JFrog introduces new integrations for JFrog Xray with ServiceNow’s Lightstep Incident Response and Spoke products for IT service management. IT executives will use them to gain real-time visibility into security vulnerabilities and compliance issues.
Given the high velocity of today’s business operations, successfully securing the software supply chain requires efficient cross-team collaboration to address security incidents in a timely manner, says Shlomi Ben Haim, co-founder, and CEO of JFrog. “Our integration with ServiceNow aims to transform the relationship between developers and the rest of the organization to maintain the speed and frequency of releases while avoiding downtime and loss of trust with end users.”
He said the new integration allows IT teams to proactively address security issues before they have a serious impact. The combination of JFrog Xray and ServiceNow, he said, provides a robust software composition analysis (SCA) tool that can quickly scan binaries for vulnerabilities and violations of internal licensing requirements. These findings would then be communicated to the appropriate parties within the company.
The solution, JFrog said, is unique in that it helps DevOps engineers, site reliability engineers (SREs), IT system administrators and others effortlessly and securely build, deploy, run and monitor applications in a single view.
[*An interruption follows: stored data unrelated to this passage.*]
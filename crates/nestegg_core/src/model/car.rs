use std::f64::consts::PI;

use jiff::civil::Date;
use rand::rngs::SmallRng;

use crate::date_math::{add_years, start_of_year, years_between};
use crate::error::AccountError;
use crate::ledger::{Ledger, Transaction, memo};
use crate::model::{Account, Books, CashAccount, Debt, EventList, Lifespan};
use crate::sampling::gauss;

const LOAN_RATE: f64 = 0.05;
const LOAN_YEARS: i32 = 5;
const MAINTENANCE_RATE: f64 = 0.005;
const MAINTENANCE_AFTER_YEARS: f64 = 5.0;

/// Fraction of the purchase price a car keeps after `age_months`. Falls
/// along an arctangent curve toward a 10% floor.
pub fn residual_value(age_months: f64) -> f64 {
    0.1 + 0.9 * ((-0.03 * (age_months - 80.0)).atan() + PI / 2.0) / PI
}

/// Share of a replacement financed, given cash on hand.
pub fn financed_share(cash: f64, cost: f64) -> f64 {
    if cash > cost {
        0.5
    } else if cash > cost / 2.0 {
        0.75
    } else {
        0.95
    }
}

/// One person's car and its loan. A purchase price of zero means no car.
#[derive(Debug, Clone)]
pub struct Car {
    name: String,
    owner_name: String,
    owner: Lifespan,
    ledger: Ledger,
    purchase_price: f64,
    purchase_date: Date,
    loan: Debt,
    rng: SmallRng,
}

impl Car {
    pub fn new(
        owner_name: &str,
        owner: Lifespan,
        purchase_price: f64,
        purchase_date: Date,
        loan: Debt,
        start: Date,
        rng: SmallRng,
    ) -> Self {
        let mut car = Self {
            name: format!("{owner_name}'s Car"),
            owner_name: owner_name.to_string(),
            owner,
            ledger: Ledger::new(),
            purchase_price,
            purchase_date,
            loan,
            rng,
        };
        car.transact(purchase_price, purchase_date, memo::OPEN_ACCOUNT);
        car.depreciate(start);
        car
    }

    pub fn value(&self) -> f64 {
        self.ledger.balance()
    }

    pub fn loan(&self) -> &Debt {
        &self.loan
    }

    pub fn purchase_price(&self) -> f64 {
        self.purchase_price
    }

    pub fn purchase_date(&self) -> Date {
        self.purchase_date
    }

    /// Years since purchase.
    pub fn age(&self, date: Date) -> f64 {
        years_between(self.purchase_date, date)
    }

    /// Marks the value down to the residual curve, never below zero.
    pub fn depreciate(&mut self, date: Date) -> Option<Transaction> {
        let value = self.value();
        if value <= 0.0 {
            return None;
        }
        let target = self.purchase_price * residual_value(self.age(date) * 12.0);
        let delta = (target - value).max(-value);
        self.transact(delta, date, memo::CAR_DEPRECIATION)
    }

    pub fn maintain(&mut self, date: Date, cash: &mut CashAccount) {
        if self.value() > 0.0 && self.age(date) > MAINTENANCE_AFTER_YEARS {
            let _ = cash.withdraw(
                self.purchase_price * MAINTENANCE_RATE,
                date,
                memo::CAR_MAINTENANCE,
            );
        }
    }

    pub fn pay_off(&mut self, date: Date, cash: &mut CashAccount) -> Option<Transaction> {
        self.loan.pay_off(date, memo::CAR_PAYOFF, cash)
    }

    /// Pays off the loan and sells at current value.
    pub fn liquidate(&mut self, date: Date, cash: &mut CashAccount) -> Option<Transaction> {
        self.pay_off(date, cash);
        let sale = self.transact(-self.balance(), date, memo::CAR_SALE)?;
        let _ = cash.deposit(-sale.amount, date, memo::CAR_SALE);
        Some(sale)
    }

    /// Sells the current car and buys another at the original price,
    /// financing more of it the less cash there is.
    pub fn replace(&mut self, date: Date, cash: &mut CashAccount, events: &mut EventList) {
        let cost = self.purchase_price;
        let finance = financed_share(cash.balance(), cost);
        self.liquidate(date, cash);
        self.loan = Debt::open("Car Loan", cost * finance, LOAN_RATE, add_years(date, LOAN_YEARS), date);
        let _ = cash.withdraw(cost * (1.0 - finance), date, memo::CAR_PURCHASE);
        self.transact(cost, date, memo::CAR_PURCHASE);
        self.purchase_date = date;
        self.depreciate(date);
        events.add(date, format!("{} New Car", self.owner_name), 4);
    }

    fn quit_driving(&mut self, date: Date, cash: &mut CashAccount, events: &mut EventList) {
        if self.value() > 0.0 {
            self.liquidate(date, cash);
            events.add(date, format!("{} Quit Driving", self.owner_name), 7);
        }
    }

    pub fn monthly(&mut self, date: Date, books: &mut Books<'_>, events: &mut EventList) {
        self.depreciate(date);
        self.loan.monthly(date, books.cash, books.taxes, events);
        if self.purchase_price <= 0.0 || self.value() <= 0.0 {
            return;
        }

        let age = self.owner.age(date);
        let terminal = age >= 80.0 && self.owner.death_age() - age <= 1.0;
        if age > 85.0 || terminal {
            self.quit_driving(date, books.cash, events);
        } else if self.age(date) > gauss(&mut self.rng, 10.0, 2.0) {
            if age < 80.0 {
                self.replace(date, books.cash, events);
            } else {
                self.quit_driving(date, books.cash, events);
            }
        } else {
            self.maintain(date, books.cash);
        }
    }

    pub fn withdraw(&mut self, amount: f64) -> Result<Option<Transaction>, AccountError> {
        self.unsupported(amount, "withdraw from")
    }

    pub fn deposit(&mut self, amount: f64) -> Result<Option<Transaction>, AccountError> {
        self.unsupported(amount, "deposit into")
    }

    fn unsupported(&self, amount: f64, operation: &'static str) -> Result<Option<Transaction>, AccountError> {
        if amount == 0.0 {
            return Ok(None);
        }
        Err(AccountError::Unsupported {
            account: self.name.clone(),
            operation,
        })
    }
}

impl Account for Car {
    fn name(&self) -> &str {
        &self.name
    }

    fn ledger(&self) -> &Ledger {
        &self.ledger
    }

    fn transact(&mut self, amount: f64, date: Date, memo: &str) -> Option<Transaction> {
        self.ledger.record(amount, date, memo)
    }

    /// Value net of the loan.
    fn balance(&self) -> f64 {
        self.value() + self.loan.balance()
    }

    fn year_end_balance(&self, date: Date) -> f64 {
        self.ledger.before(start_of_year(date)).balance() + self.loan.year_end_balance(date)
    }

    fn balance_on(&self, date: Date) -> f64 {
        self.ledger.before(date).balance() + self.loan.balance_on(date)
    }

    fn can_withdraw(&self, _date: Date) -> bool {
        false
    }

    fn can_deposit(&self, _date: Date) -> bool {
        false
    }
}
It also enables real-time security alerts and insights with assigned actions across all tools, people, and processes required for timely problem resolution, he said.
Integration with Lightstep Incident Response, he said, brings the following benefits to developers, SREs, and security administrators:
- Monitor, collect, and respond to license compliance and security vulnerabilities affecting the software supply chain at all stages of the software development and lifecycle,
- Streamline vulnerability response by bringing in the right team members within the organization for faster remediation.
In addition, JFrog Xray Spoke enables IT operations personnel to:
- Generate reports for policy violations and create “ignore rules”; builds could be rescanned and custom item properties added,
- Automate workflows that meet audit requirements and avoid legal consequences for improper use of code segments from the open source community,
- Earlier detection of issues in the application development pipeline and integration of change management solutions.